The organization, run by founder and president the Rev. Franklin Graham, said it will also send more than 100 medical and technical staff to the ravaged region, a spokesperson said. Some have already departed.
Official counts on Thursday topped 20,000 dead in the earthquakes that devastated southern Turkey and Syria on Monday. The twin temblors of massive 7.8 and 7.5 magnitude came within 10 hours of each other.
The field hospital will include two emergency operating rooms and a pharmacy. A chartered 747 aircraft was expected to take off from Atlanta to Turkey Thursday evening carrying roughly 90 metric tons of cargo, including hygiene items, solar lights and tarps, a spokesperson said.=
"It is cold there and survivors are in shock -- they need our help," Graham said in a statement.
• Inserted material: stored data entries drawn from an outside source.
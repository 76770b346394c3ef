//! Uniform invocation of functions of any arity.
//!
//! A typed Rust function is wrapped once, through [`IntoCallable`], into a
//! [`Callable`]: a `Vec<Value> -> Vec<Value>` function plus the [`Signature`]
//! it declared. [`invoke`] then calls it and splits the outputs into a
//! normalized value and an optional failure.
use std::fmt;
use std::panic::panic_any;
use std::sync::Arc;

use crate::{Error, FromValue, Value};

/// The declared shape of a callable.
#[derive(Debug, Clone, Copy, PartialEq, Eq)]
pub struct Signature {
    arity: usize,
    outputs: usize,
    failure_slot: bool,
}

impl Signature {
    pub const fn new(arity: usize, outputs: usize) -> Self {
        Self {
            arity,
            outputs,
            failure_slot: false,
        }
    }

    /// Appends a failure output after the declared values.
    pub const fn with_failure_slot(self) -> Self {
        if self.failure_slot {
            return self;
        }
        Self {
            arity: self.arity,
            outputs: self.outputs + 1,
            failure_slot: true,
        }
    }

    pub const fn arity(&self) -> usize {
        self.arity
    }

    /// Number of outputs, the failure slot included.
    pub const fn outputs(&self) -> usize {
        self.outputs
    }

    pub const fn failure_slot(&self) -> bool {
        self.failure_slot
    }
}

type RawFn = dyn Fn(Vec<Value>) -> Vec<Value> + Send + Sync;

#[derive(Clone)]
pub struct Callable {
    signature: Signature,
    function: Arc<RawFn>,
}

impl Callable {
    /// Wraps an already erased function. When `signature` has a failure slot,
    /// the last output of `function` must be nil or a failure.
    pub fn new<F>(signature: Signature, function: F) -> Self
    where
        F: Fn(Vec<Value>) -> Vec<Value> + Send + Sync + 'static,
    {
        Self {
            signature,
            function: Arc::new(function),
        }
    }

    /// Extracts the callable held by `value`.
    ///
    /// # Panics
    ///
    /// Panics with [`Error::NotAFunction`] when `value` is not a function.
    pub fn from_value(value: Value) -> Self {
        match value {
            Value::Function(callable) => callable,
            _ => panic_any(Error::NotAFunction),
        }
    }

    pub fn signature(&self) -> Signature {
        self.signature
    }

    /// Calls the function with positional arguments and returns its raw outputs.
    ///
    /// # Panics
    ///
    /// Panics with [`Error::Arity`] or [`Error::ArgumentType`] when the
    /// arguments do not match the signature, and with [`Error::Outputs`] when
    /// the function returns a different number of outputs than it declared.
    pub fn call(&self, args: Vec<Value>) -> Vec<Value> {
        if args.len() != self.signature.arity {
            panic_any(Error::Arity {
                expected: self.signature.arity,
                got: args.len(),
            });
        }
        let outputs = (self.function)(args);
        if outputs.len() != self.signature.outputs {
            panic_any(Error::Outputs {
                expected: self.signature.outputs,
                got: outputs.len(),
            });
        }
        outputs
    }
}

impl fmt::Debug for Callable {
    fn fmt(&self, f: &mut fmt::Formatter<'_>) -> fmt::Result {
        f.debug_struct("Callable")
            .field("signature", &self.signature)
            .finish_non_exhaustive()
    }
}

impl PartialEq for Callable {
    fn eq(&self, other: &Self) -> bool {
        Arc::ptr_eq(&self.function, &other.function)
    }
}

/// The outputs of a call once the failure slot is removed.
#[derive(Debug, Clone, PartialEq)]
pub enum Normalized {
    Nil,
    Single(Value),
    Many(Vec<Value>),
}

impl Normalized {
    pub fn into_value(self) -> Value {
        match self {
            Normalized::Nil => Value::Nil,
            Normalized::Single(value) => value,
            Normalized::Many(values) => Value::List(values),
        }
    }
}

#[derive(Debug, Clone, PartialEq)]
pub struct Dispatch {
    pub value: Normalized,
    pub failure: Option<Error>,
}

impl Dispatch {
    /// The failure wins over the value.
    pub fn into_result(self) -> Result<Value, Error> {
        match self.failure {
            Some(err) => Err(err),
            None => Ok(self.value.into_value()),
        }
    }
}

/// Calls `callable` and normalizes what it returned.
pub fn invoke(callable: &Callable, args: Vec<Value>) -> Dispatch {
    let outputs = callable.call(args);
    split_results(outputs, callable.signature().failure_slot())
}

/// Splits raw outputs into a normalized value and the failure held in the last
/// output, when `failure_slot` is set.
pub fn split_results(mut outputs: Vec<Value>, failure_slot: bool) -> Dispatch {
    let failure = if failure_slot {
        outputs.pop().and_then(Value::into_failure)
    } else {
        None
    };
    let value = match outputs.len() {
        0 => Normalized::Nil,
        1 => Normalized::Single(outputs.remove(0)),
        _ => Normalized::Many(outputs),
    };
    Dispatch { value, failure }
}

/// Plain return values of a wrapped function.
pub trait IntoValues {
    const COUNT: usize;

    fn into_values(self) -> Vec<Value>;
}

impl IntoValues for () {
    const COUNT: usize = 0;

    fn into_values(self) -> Vec<Value> {
        Vec::new()
    }
}

macro_rules! impl_into_values_single {
    ($($ty:ty),*) => {
        $(
            impl IntoValues for $ty {
                const COUNT: usize = 1;

                fn into_values(self) -> Vec<Value> {
                    vec![Value::from(self)]
                }
            }
        )*
    };
}

impl_into_values_single!(bool, i32, i64, u32, f64, String, &'static str, Value, Callable);

impl<T: Into<Value>> IntoValues for Vec<T> {
    const COUNT: usize = 1;

    fn into_values(self) -> Vec<Value> {
        vec![Value::from(self)]
    }
}

impl<T: Into<Value>> IntoValues for Option<T> {
    const COUNT: usize = 1;

    fn into_values(self) -> Vec<Value> {
        vec![Value::from(self)]
    }
}

macro_rules! impl_into_values_tuple {
    ($count:literal; $($name:ident),*) => {
        impl<$($name: Into<Value>),*> IntoValues for ($($name,)*) {
            const COUNT: usize = $count;

            #[allow(non_snake_case)]
            fn into_values(self) -> Vec<Value> {
                let ($($name,)*) = self;
                vec![$($name.into()),*]
            }
        }
    };
}

impl_into_values_tuple!(2; A, B);
impl_into_values_tuple!(3; A, B, C);
impl_into_values_tuple!(4; A, B, C, D);

/// The return type of a wrapped function. A `Result` declares a failure slot.
pub trait Returns {
    const OUTPUTS: usize;
    const FAILURE_SLOT: bool;

    fn into_outputs(self) -> Vec<Value>;
}

impl<T: IntoValues> Returns for T {
    const OUTPUTS: usize = T::COUNT;
    const FAILURE_SLOT: bool = false;

    fn into_outputs(self) -> Vec<Value> {
        self.into_values()
    }
}

impl<T, E> Returns for Result<T, E>
where
    T: IntoValues,
    E: fmt::Display + 'static,
{
    const OUTPUTS: usize = T::COUNT;
    const FAILURE_SLOT: bool = true;

    fn into_outputs(self) -> Vec<Value> {
        match self {
            Ok(values) => {
                let mut outputs = values.into_values();
                outputs.push(Value::Nil);
                outputs
            }
            Err(err) => {
                let mut outputs = vec![Value::Nil; T::COUNT];
                outputs.push(Value::Failure(Error::from_failure(err)));
                outputs
            }
        }
    }
}

/// Marker for values that are already dynamically typed.
pub struct Dynamic;

/// Anything that can be erased into a [`Callable`].
pub trait IntoCallable<Args, Ret> {
    fn into_callable(self) -> Callable;
}

impl IntoCallable<Dynamic, Dynamic> for Callable {
    fn into_callable(self) -> Callable {
        self
    }
}

/// # Panics
///
/// Panics with [`Error::NotAFunction`] when the value is not a function.
impl IntoCallable<Dynamic, Dynamic> for Value {
    fn into_callable(self) -> Callable {
        Callable::from_value(self)
    }
}

fn argument<T: FromValue>(value: Option<Value>, index: usize) -> T {
    match T::from_value(value.unwrap_or_default()) {
        Ok(arg) => arg,
        Err(other) => panic_any(Error::ArgumentType {
            index,
            expected: T::EXPECTED,
            got: other.type_name(),
        }),
    }
}

macro_rules! impl_into_callable {
    ($arity:literal $(, $arg:ident)*) => {
        impl<Func, Ret, $($arg,)*> IntoCallable<($($arg,)*), Ret> for Func
        where
            Func: Fn($($arg),*) -> Ret + Send + Sync + 'static,
            Ret: Returns,
            $($arg: FromValue,)*
        {
            #[allow(non_snake_case, unused_mut, unused_variables, unused_assignments)]
            fn into_callable(self) -> Callable {
                let mut signature = Signature::new($arity, Ret::OUTPUTS);
                if Ret::FAILURE_SLOT {
                    signature = signature.with_failure_slot();
                }
                Callable::new(signature, move |args: Vec<Value>| {
                    let mut args = args.into_iter();
                    let mut index = 0;
                    $(
                        let $arg = argument::<$arg>(args.next(), index);
                        index += 1;
                    )*
                    (self)($($arg),*).into_outputs()
                })
            }
        }
    };
}

impl_into_callable!(0);
impl_into_callable!(1, A);
impl_into_callable!(2, A, B);
impl_into_callable!(3, A, B, C);
impl_into_callable!(4, A, B, C, D);
impl_into_callable!(5, A, B, C, D, E);

#[cfg(test)]
mod tests {
    use super::*;
    use crate::{capture, values};

    fn wrap<Args, Ret>(f: impl IntoCallable<Args, Ret>) -> Callable {
        f.into_callable()
    }

    #[test]
    fn wrapping_declares_the_failure_slot() {
        assert_eq!(wrap(|| {}).signature(), Signature::new(0, 0));
        assert_eq!(wrap(|| 0i64).signature(), Signature::new(0, 1));
        assert_eq!(
            wrap(|| -> Result<(), Error> { Ok(()) }).signature(),
            Signature::new(0, 0).with_failure_slot()
        );
        assert_eq!(
            wrap(|_: i64| -> Result<i64, Error> { Ok(1) }).signature(),
            Signature::new(1, 1).with_failure_slot()
        );
        assert!(!wrap(|| (1i64, 2i64)).signature().failure_slot());
    }

    #[test]
    fn no_outputs_normalize_to_nil() {
        let dispatch = invoke(&wrap(|| {}), vec![]);
        assert_eq!(dispatch.value, Normalized::Nil);
        assert_eq!(dispatch.failure, None);
    }

    #[test]
    fn a_value_and_an_empty_failure() {
        let dispatch = invoke(&wrap(|| -> Result<i64, Error> { Ok(3) }), vec![]);
        assert_eq!(dispatch.value, Normalized::Single(Value::Int(3)));
        assert_eq!(dispatch.failure, None);
    }

    #[test]
    fn a_value_and_a_failure_are_both_kept() {
        let callable = Callable::new(Signature::new(0, 1).with_failure_slot(), |_| {
            vec![Value::Int(3), Value::Failure(Error::msg("nope"))]
        });
        let dispatch = invoke(&callable, vec![]);
        assert_eq!(dispatch.value, Normalized::Single(Value::Int(3)));
        assert_eq!(dispatch.failure, Some(Error::msg("nope")));
    }

    #[test]
    fn several_values_become_a_list() {
        let dispatch = invoke(&wrap(|| (1i64, 2i64)), vec![]);
        assert_eq!(dispatch.value, Normalized::Many(values![1, 2]));
        assert_eq!(dispatch.value.into_value(), Value::List(values![1, 2]));
    }

    #[test]
    fn only_a_failure() {
        let dispatch = invoke(&wrap(|| -> Result<(), String> { Err("nope".into()) }), vec![]);
        assert_eq!(dispatch.value, Normalized::Nil);
        assert_eq!(dispatch.failure, Some(Error::msg("nope")));
    }

    #[test]
    fn several_values_and_a_failure() {
        let dispatch = invoke(
            &wrap(|| -> Result<(i64, i64), Error> { Err(Error::msg("nope")) }),
            vec![],
        );
        assert_eq!(dispatch.value, Normalized::Many(vec![Value::Nil, Value::Nil]));
        assert_eq!(dispatch.failure, Some(Error::msg("nope")));
        assert_eq!(dispatch.into_result(), Err(Error::msg("nope")));
    }

    #[test]
    fn arguments_are_positional() {
        let concat = wrap(|a: String, b: String, n: i64| format!("{a}{b}{n}"));
        let dispatch = invoke(&concat, values!["x", "y", 3]);
        assert_eq!(dispatch.into_result(), Ok(Value::from("xy3")));
    }

    #[test]
    fn missing_outputs_break_the_declared_contract() {
        let short = Callable::new(Signature::new(0, 1).with_failure_slot(), |_| {
            vec![Value::Int(3)]
        });
        let failure = capture("fallback", || invoke(&short, vec![])).unwrap_err();
        assert_eq!(
            failure,
            Value::Failure(Error::Outputs {
                expected: 2,
                got: 1
            })
        );

        let long = Callable::new(Signature::new(0, 0), |_| values![1]);
        let failure = capture("fallback", || invoke(&long, vec![])).unwrap_err();
        assert_eq!(
            failure,
            Value::Failure(Error::Outputs {
                expected: 0,
                got: 1
            })
        );
    }

    #[test]
    fn split_without_a_failure_slot_keeps_everything() {
        assert_eq!(split_results(vec![], false).value, Normalized::Nil);
        let dispatch = split_results(values![1, Error::msg("kept")], false);
        assert_eq!(dispatch.failure, None);
        assert_eq!(
            dispatch.value,
            Normalized::Many(vec![Value::Int(1), Value::Failure(Error::msg("kept"))])
        );
    }

    #[test]
    fn split_with_a_failure_slot_and_no_outputs() {
        let dispatch = split_results(vec![], true);
        assert_eq!(dispatch.value, Normalized::Nil);
        assert_eq!(dispatch.failure, None);
    }

    #[test]
    fn arity_mismatch_panics_with_an_error() {
        let callable = wrap(|n: i64| n);
        let failure = capture("fallback", || invoke(&callable, vec![])).unwrap_err();
        assert_eq!(
            failure,
            Value::Failure(Error::Arity {
                expected: 1,
                got: 0
            })
        );
    }

    #[test]
    fn argument_type_mismatch_panics_with_an_error() {
        let callable = wrap(|_: i64, _: bool| {});
        let failure = capture("fallback", || invoke(&callable, values![1, "yes"])).unwrap_err();
        assert_eq!(
            failure,
            Value::Failure(Error::ArgumentType {
                index: 1,
                expected: "bool",
                got: "string"
            })
        );
    }

    #[test]
    fn non_functions_are_refused() {
        let failure = capture("fallback", || Value::Int(0).into_callable()).unwrap_err();
        assert_eq!(failure, Value::Failure(Error::NotAFunction));
        assert_eq!(failure.to_string(), "please supply a function");
    }

    #[test]
    fn function_values_are_accepted() {
        let callable = wrap(|| 1i64);
        let dispatch = invoke(&Value::Function(callable).into_callable(), vec![]);
        assert_eq!(dispatch.into_result(), Ok(Value::Int(1)));
    }
}
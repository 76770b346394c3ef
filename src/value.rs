use std::fmt;

use crate::{Callable, Error};

/// A dynamically typed value. Promises store these, callables consume and
/// produce them.
#[derive(Debug, Clone, Default, PartialEq)]
pub enum Value {
    #[default]
    Nil,
    Bool(bool),
    Int(i64),
    Float(f64),
    Str(String),
    List(Vec<Value>),
    Function(Callable),
    Failure(Error),
}

impl Value {
    pub fn type_name(&self) -> &'static str {
        match self {
            Value::Nil => "nil",
            Value::Bool(_) => "bool",
            Value::Int(_) => "int",
            Value::Float(_) => "float",
            Value::Str(_) => "string",
            Value::List(_) => "list",
            Value::Function(_) => "function",
            Value::Failure(_) => "failure",
        }
    }

    pub fn is_nil(&self) -> bool {
        matches!(self, Value::Nil)
    }

    pub fn is_failure(&self) -> bool {
        matches!(self, Value::Failure(_))
    }

    /// Reads this value as the failure reported by a call or a host callback.
    ///
    /// Nil and the host's `"null"` mean no failure. Anything other than a
    /// [`Value::Failure`] keeps only its displayable form.
    pub fn into_failure(self) -> Option<Error> {
        match self {
            Value::Nil => None,
            Value::Str(s) if s == "null" => None,
            Value::Failure(err) => Some(err),
            other => Some(Error::Message(other.to_string())),
        }
    }
}

impl fmt::Display for Value {
    fn fmt(&self, f: &mut fmt::Formatter<'_>) -> fmt::Result {
        match self {
            Value::Nil => f.write_str("null"),
            Value::Bool(b) => write!(f, "{b}"),
            Value::Int(i) => write!(f, "{i}"),
            Value::Float(x) => write!(f, "{x}"),
            Value::Str(s) => f.write_str(s),
            Value::List(items) => {
                f.write_str("[")?;
                for (i, item) in items.iter().enumerate() {
                    if i > 0 {
                        f.write_str(", ")?;
                    }
                    write!(f, "{item}")?;
                }
                f.write_str("]")
            }
            Value::Function(_) => f.write_str("function"),
            Value::Failure(err) => write!(f, "{err}"),
        }
    }
}

macro_rules! impl_from {
    ($($ty:ty => $variant:ident),* $(,)?) => {
        $(
            impl From<$ty> for Value {
                fn from(v: $ty) -> Self {
                    Value::$variant(v.into())
                }
            }
        )*
    };
}

impl_from! {
    bool => Bool,
    i8 => Int,
    i16 => Int,
    i32 => Int,
    i64 => Int,
    u8 => Int,
    u16 => Int,
    u32 => Int,
    f32 => Float,
    f64 => Float,
    String => Str,
    &str => Str,
    Callable => Function,
    Error => Failure,
}

impl From<()> for Value {
    fn from(_: ()) -> Self {
        Value::Nil
    }
}

impl<T: Into<Value>> From<Vec<T>> for Value {
    fn from(items: Vec<T>) -> Self {
        Value::List(items.into_iter().map(Into::into).collect())
    }
}

impl<T: Into<Value>> From<Option<T>> for Value {
    fn from(v: Option<T>) -> Self {
        v.map_or(Value::Nil, Into::into)
    }
}

/// Typed parameters of a wrapped function.
pub trait FromValue: Sized {
    const EXPECTED: &'static str;

    /// Hands the value back when it has the wrong shape.
    fn from_value(value: Value) -> Result<Self, Value>;
}

impl FromValue for Value {
    const EXPECTED: &'static str = "any";

    fn from_value(value: Value) -> Result<Self, Value> {
        Ok(value)
    }
}

macro_rules! impl_from_value {
    ($($ty:ty, $name:literal, $pat:pat => $out:expr;)*) => {
        $(
            impl FromValue for $ty {
                const EXPECTED: &'static str = $name;

                fn from_value(value: Value) -> Result<Self, Value> {
                    match value {
                        $pat => Ok($out),
                        other => Err(other),
                    }
                }
            }
        )*
    };
}

impl_from_value! {
    bool, "bool", Value::Bool(b) => b;
    i64, "int", Value::Int(i) => i;
    f64, "float", Value::Float(x) => x;
    String, "string", Value::Str(s) => s;
    Vec<Value>, "list", Value::List(items) => items;
    Callable, "function", Value::Function(f) => f;
    Error, "failure", Value::Failure(err) => err;
}

impl FromValue for i32 {
    const EXPECTED: &'static str = "int";

    fn from_value(value: Value) -> Result<Self, Value> {
        match value {
            Value::Int(i) => i32::try_from(i).map_err(|_| Value::Int(i)),
            other => Err(other),
        }
    }
}

impl<T: FromValue> FromValue for Option<T> {
    const EXPECTED: &'static str = T::EXPECTED;

    fn from_value(value: Value) -> Result<Self, Value> {
        match value {
            Value::Nil => Ok(None),
            other => T::from_value(other).map(Some),
        }
    }
}

/// Builds an argument list.
///
/// ```
/// use promise_bridge::{values, Value};
/// assert_eq!(values![1, "a"], vec![Value::Int(1), Value::from("a")]);
/// ```
#[macro_export]
macro_rules! values {
    ($($value:expr),* $(,)?) => {
        vec![$($crate::Value::from($value)),*]
    };
}

#[cfg(test)]
mod tests {
    use super::*;

    #[test]
    fn nil_and_null_are_not_failures() {
        assert_eq!(Value::Nil.into_failure(), None);
        assert_eq!(Value::from("null").into_failure(), None);
    }

    #[test]
    fn other_values_keep_their_display_as_failure() {
        assert_eq!(
            Value::from("boom").into_failure(),
            Some(Error::msg("boom"))
        );
        assert_eq!(
            Value::Failure(Error::NotAFunction).into_failure(),
            Some(Error::NotAFunction)
        );
    }

    #[test]
    fn lists_display_their_items() {
        assert_eq!(Value::from(vec![1, 2]).to_string(), "[1, 2]");
        assert_eq!(Value::List(values![1, "two", Value::Nil]).to_string(), "[1, two, null]");
    }

    #[test]
    fn typed_parameters_reject_other_shapes() {
        assert_eq!(i64::from_value(Value::Int(3)), Ok(3));
        assert_eq!(i64::from_value(Value::from("3")), Err(Value::from("3")));
        assert_eq!(Option::<String>::from_value(Value::Nil), Ok(None));
        assert_eq!(i32::from_value(Value::Int(i64::MAX)), Err(Value::Int(i64::MAX)));
    }
}
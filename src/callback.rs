//! Blocking adapters for callback-style APIs.
//!
//! The callback is handed to the API and the calling thread waits on a channel
//! until the API calls it back.
use std::sync::mpsc::channel;

use crate::{Error, Value};

/// Called with `(err, result)`. A nil or `"null"` error means success.
pub type ResultCallback = Box<dyn FnOnce(Value, Value) + Send + 'static>;

/// Called with the error only.
pub type ErrorCallback = Box<dyn FnOnce(Value) + Send + 'static>;

/// Calls `call` with a result callback and waits until that callback fires.
///
/// # Examples
///
/// ```
/// use promise_bridge::{call_with_result_callback, Value};
/// use std::thread;
///
/// let result = call_with_result_callback(|callback| {
///     thread::spawn(move || callback(Value::Nil, Value::from("🍓")));
/// });
/// assert_eq!(result, Ok(Value::from("🍓")));
/// ```
pub fn call_with_result_callback<F>(call: F) -> Result<Value, Error>
where
    F: FnOnce(ResultCallback),
{
    let (sender, receiver) = channel();
    call(Box::new(move |err, result| {
        // The waiting side may be gone already.
        let _ = sender.send((err, result));
    }));
    let (err, result) = receiver.recv().map_err(|_| Error::CallbackDropped)?;
    match err.into_failure() {
        Some(err) => Err(err),
        None => Ok(result),
    }
}

/// Calls `call` with an error callback and waits until that callback fires.
pub fn call_with_error_callback<F>(call: F) -> Result<(), Error>
where
    F: FnOnce(ErrorCallback),
{
    let (sender, receiver) = channel();
    call(Box::new(move |err| {
        let _ = sender.send(err);
    }));
    let err = receiver.recv().map_err(|_| Error::CallbackDropped)?;
    match err.into_failure() {
        Some(err) => Err(err),
        None => Ok(()),
    }
}
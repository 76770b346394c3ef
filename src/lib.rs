//! Single-consumer promises and a bridge that runs functions of any shape on
//! another thread and settles a promise with what they returned.
//!
//! # Examples
//!
//! ```
//! use promise_bridge::{promisify, values, Continuation, Error, Value};
//! use futures::executor::block_on;
//!
//! let divide = promisify(|a: i64, b: i64| -> Result<i64, Error> {
//!     if b == 0 {
//!         return Err(Error::msg("division by zero"));
//!     }
//!     Ok(a / b)
//! });
//!
//! let halved = divide.call(values![84, 2]).then(
//!     Some(Continuation::new(|v| v.to_string())),
//!     None,
//! );
//! assert_eq!(block_on(halved.settled()), Ok(Value::from("42")));
//!
//! let failed = divide.call(values![1, 0]);
//! let reason = block_on(failed.settled()).unwrap_err();
//! assert_eq!(reason.to_string(), "division by zero");
//! ```
mod bridge;
mod callback;
mod dispatch;
mod error;
mod promise;
mod value;

pub use bridge::{
    new_promise, promisify, reject, resolve, Bridge, Inline, Job, Promisified, SettleFn, Spawn,
    ThreadSpawner,
};
pub use callback::{
    call_with_error_callback, call_with_result_callback, ErrorCallback, ResultCallback,
};
pub use dispatch::{
    invoke, split_results, Callable, Dispatch, Dynamic, IntoCallable, IntoValues, Normalized,
    Returns, Signature,
};
pub use error::{capture, throw, throw_on_error, Error};
pub use promise::{Continuation, Promise, Settled, State};
pub use value::{FromValue, Value};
As Antioch, one of the Roman Empire's largest cities, Antakya was an influential center of early Christianity. The Crusaders later seized it and it has been reconquered numerous times. It had a population of nearly 400,000.
The war in Ukraine has been drawing much of Samaritan's Purse's relief efforts over the past year, but in any given year, the organization aids people in 110-120 countries.
For nearly a decade it has designed and assembled emergency field hospitals. In the past two years it put them to use to address the COVID-19 pandemic in Italy; the Bahamas; New York City; Los Angeles; Jackson, Mississippi; and Lenoir, North Carolina.
It has also built up a corps of Christian doctors, nurses and other medical professionals who volunteer on short-term trips to mission hospitals across the world.
Also on Thursday, the United Nations sent its first aid convoy into Syria. Rescue crews are frantically searching through collapsed buildings and ruins for trapped survivors. Many are sheltering in tents.
Other international Christian relief organizations are responding to the crisis, including World Vision, Send Relief, and Aid to the Church in Need, Christianity Today reported. Turkish and Syrian Christians have also responded, working alongside the local Red Crescent and Turkey's Disaster and Emergency Management Authority.